[R-meta] 3 candidate random structures
jepu@to @end|ng |rom gm@||@com
Mon Aug 16 16:43:49 CEST 2021
On Sat, Aug 14, 2021 at 10:28 PM Timothy MacKenzie <fswfswt using gmail.com>
> Dear James,
> Thank you, this is very helpful to know. Is there currently a way to
> statistically test individual correlations between outcome levels (assuming
> a "UN" structure, say in outcome | study, where the outcome has 3 levels)?
Yes. This can be tested using a likelihood ratio test comparing the full
model to a model with one (or more) of the correlations fixed to specified
values. You can fix these values using the rho argument in rma.mv. See the
section "Fixing Variance Components and/or Correlations" of ?rma.mv.
> Also, do you think that struct="GEN" might also allow such correlations to
> be investigated with more thoroughly? For example, if I specify my random
> part as `random = ~ treat_length * outcome | study, struct = "GEN"` would
> that allow understanding for how the correlations among outcome levels
> change for various `treat_length`?
Does that syntax even work? I'm not sure how you would interpret it.
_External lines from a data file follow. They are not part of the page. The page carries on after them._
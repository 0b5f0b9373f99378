//! Chat session orchestration.
//!
//! Builds the provider and conversation loop from the resolved settings,
//! then either runs the interactive REPL (terminal stdin) or drives the
//! loop straight from piped stdin.

use std::io::IsTerminal;
use std::time::Duration;

use comfy_table::{Cell, Color, ContentArrangement, Table, presets};
use console::style;
use indicatif::{ProgressBar, ProgressStyle};
use tracing::{Instrument, info, info_span};

use prefill_core::chat::conversation::{ConversationLoop, Reply, TurnOutcome};
use prefill_core::chat::picker::RandomPicker;
use prefill_observe::genai_attrs::{OP_CHAT, span_name};
use prefill_types::chat::{LoopState, Transcript};
use prefill_types::config::ChatConfig;
use prefill_types::llm::MessageRole;

use crate::cli::provider_from_settings;
use crate::cli::settings::Settings;

use super::banner::{print_welcome_banner, voice_summary};
use super::commands::{self, ChatCommand};
use super::input::{ChatInput, InputEvent, StdinLines};
use super::renderer::ChatRenderer;

/// Longest text shown per row in `/history`.
const HISTORY_PREVIEW_CHARS: usize = 100;

/// Run a chat session with the given settings.
pub async fn run_chat(settings: &Settings, seed: Option<u64>) -> anyhow::Result<()> {
    let config = settings.file.to_chat_config()?;
    let provider = provider_from_settings(settings)?;
    let picker = seed.map(RandomPicker::seeded).unwrap_or_default();
    let mut convo = ConversationLoop::with_picker(provider, config, picker)?;

    let session_id = uuid::Uuid::now_v7().to_string();
    let span = info_span!(
        "prefill.session",
        otel.name = %span_name(OP_CHAT, &convo.config().model),
        session.id = %session_id,
    );

    if std::io::stdin().is_terminal() {
        run_interactive(&mut convo, &session_id).instrument(span).await
    } else {
        run_piped(&mut convo).instrument(span).await;
        Ok(())
    }
}

async fn run_interactive(convo: &mut ConversationLoop, session_id: &str) -> anyhow::Result<()> {
    info!(model = %convo.config().model, "Chat session started");
    print_welcome_banner(convo.config(), convo.provider_name(), session_id);

    let renderer = ChatRenderer::new(Some(crossterm::style::Color::Cyan));
    let prompt = format!("  {} ", style("You >").green().bold());
    let (mut chat_input, _writer) = ChatInput::new(prompt)
        .map_err(|e| anyhow::anyhow!("Failed to initialize input: {e}"))?;

    while convo.state() != LoopState::Terminated {
        let text = match chat_input.read_line().await {
            InputEvent::Eof => {
                convo.terminate();
                break;
            }
            InputEvent::Interrupted => {
                println!(
                    "\n  {}",
                    style("Type quit or press Ctrl+D to exit, or keep chatting.").dim()
                );
                continue;
            }
            InputEvent::Message(text) if text.is_empty() => continue,
            InputEvent::Message(text) => text,
        };

        if let Some(cmd) = commands::parse(&text) {
            match cmd {
                ChatCommand::Help => commands::print_help(),
                ChatCommand::History => print_history(convo.transcript()),
                ChatCommand::Speakers => {
                    println!("\n  {}\n", style(voice_summary(convo.config())).cyan());
                }
                ChatCommand::Clear => {
                    convo.clear_transcript();
                    chat_input.clear();
                    println!("  {}\n", style("Conversation cleared.").dim());
                }
                ChatCommand::Exit => convo.terminate(),
                ChatCommand::Unknown(name) => {
                    println!(
                        "\n  {} Unknown command: {}. Type /help for available commands.\n",
                        style("?").yellow().bold(),
                        style(name).dim()
                    );
                }
            }
            continue;
        }

        let spinner = thinking_spinner();
        let outcome = convo.step(&text).await;
        spinner.finish_and_clear();
        print_outcome(&renderer, convo.config(), &outcome);
    }

    println!("\n  {}", style("Session ended.").dim());
    info!(turns = convo.transcript().len(), "Chat session ended");
    Ok(())
}

/// Plain output for scripted sessions: one reply per line on stdout,
/// problems on stderr.
async fn run_piped(convo: &mut ConversationLoop) {
    let mut input = StdinLines::new();
    convo
        .run(&mut input, |outcome| match outcome {
            TurnOutcome::Reply(reply) => println!("{}", reply.displayed),
            TurnOutcome::ContractViolation { reply, error } => {
                eprintln!("warning: {error}");
                println!("{}", reply.displayed);
            }
            TurnOutcome::ServiceFailed(e) => eprintln!("error: {e}"),
            TurnOutcome::Ignored(_) | TurnOutcome::Terminated => {}
        })
        .await;
}

fn print_outcome(renderer: &ChatRenderer, config: &ChatConfig, outcome: &TurnOutcome) {
    match outcome {
        TurnOutcome::Reply(reply) => print_reply(renderer, config, reply),
        TurnOutcome::ContractViolation { reply, error } => {
            eprintln!(
                "\n  {} {error}; showing the reply unchanged.",
                style("!").yellow().bold()
            );
            print_reply(renderer, config, reply);
        }
        TurnOutcome::ServiceFailed(e) => {
            eprintln!("\n  {} LLM error: {e}", style("!").red().bold());
            eprintln!(
                "  {}",
                style("Type a message to retry, quit to exit.").dim()
            );
        }
        TurnOutcome::Ignored(_) | TurnOutcome::Terminated => {}
    }
}

fn print_reply(renderer: &ChatRenderer, config: &ChatConfig, reply: &Reply) {
    let (label, slot) = match &reply.speaker {
        Some(name) => {
            let slot = config
                .speakers
                .as_ref()
                .and_then(|roster| roster.names().iter().position(|n| n == name))
                .unwrap_or(0);
            (name.as_str(), slot)
        }
        None => ("Assistant", 0),
    };
    renderer.print_reply(label, slot, &reply.displayed);
    renderer.print_stats_footer(
        reply.usage.output_tokens,
        reply.response_ms,
        &config.model,
        reply.stop_reason,
    );
    println!();
}

fn thinking_spinner() -> ProgressBar {
    let spinner = ProgressBar::new_spinner();
    if let Ok(spinner_style) = ProgressStyle::default_spinner().template("{spinner:.cyan} {msg}") {
        spinner.set_style(spinner_style);
    }
    spinner.set_message("thinking...");
    spinner.enable_steady_tick(Duration::from_millis(80));
    spinner
}

/// Render the transcript as a table. Assistant rows show the stored text,
/// prefix included.
pub fn history_table(transcript: &Transcript) -> Table {
    let mut table = Table::new();
    table
        .load_preset(presets::UTF8_FULL_CONDENSED)
        .set_content_arrangement(ContentArrangement::Dynamic)
        .set_header(vec![
            Cell::new("#").fg(Color::Cyan),
            Cell::new("Role").fg(Color::Cyan),
            Cell::new("Text").fg(Color::Cyan),
        ]);

    for (i, turn) in transcript.turns().iter().enumerate() {
        let role = match turn.role {
            MessageRole::User => Cell::new("you").fg(Color::Green),
            MessageRole::Assistant => Cell::new("assistant").fg(Color::Cyan),
            MessageRole::System => Cell::new("system").fg(Color::DarkGrey),
        };
        table.add_row(vec![
            Cell::new(i + 1),
            role,
            Cell::new(preview(&turn.text, HISTORY_PREVIEW_CHARS)),
        ]);
    }
    table
}

fn print_history(transcript: &Transcript) {
    println!();
    if transcript.is_empty() {
        println!("  {}\n", style("No messages yet.").dim());
        return;
    }
    println!("{}", history_table(transcript));
    println!();
}

/// First `max` characters of `text`, with an ellipsis when cut.
fn preview(text: &str, max: usize) -> String {
    if text.chars().count() <= max {
        return text.to_string();
    }
    let cut: String = text.chars().take(max.saturating_sub(3)).collect();
    format!("{cut}...")
}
> Also, in your hypothetical D specification, you suggested `~ outcome |
> interaction(study,gr,time)` as one of the terms, that had me wondering why
> you took `outcome` to be nested in `time` (I always thought the other way
> around i.e., time being nested in outcome).
Either way (outcomes nested in timepoints or timepoints nested in outcomes)
entails some simplifying assumptions. It seems more plausible that there
would be some structured correlation between all of the effect sizes within
a given study (including correlation between effects from different
outcomes at different time points) but I don't think it's possible to fit
something like that with rma.mv().
> Kind regards,
> On Sat, Aug 14, 2021 at 9:37 PM James Pustejovsky <jepusto using gmail.com>
>> See responses below.
>> On Fri, Aug 6, 2021 at 12:27 PM Timothy MacKenzie <fswfswt using gmail.com>
>>> Dear James,
>>> I seem to have forgotten to answer your question at the start of your
>>> answer. Yes, my outcomes are comparable across my studies. However, I have
>>> no intention of generalizing beyond my outcome levels. This is because the
>>> levels of my outcome correspond to a specific theory in my area of research
>>> and can't be beyond what the theory describes.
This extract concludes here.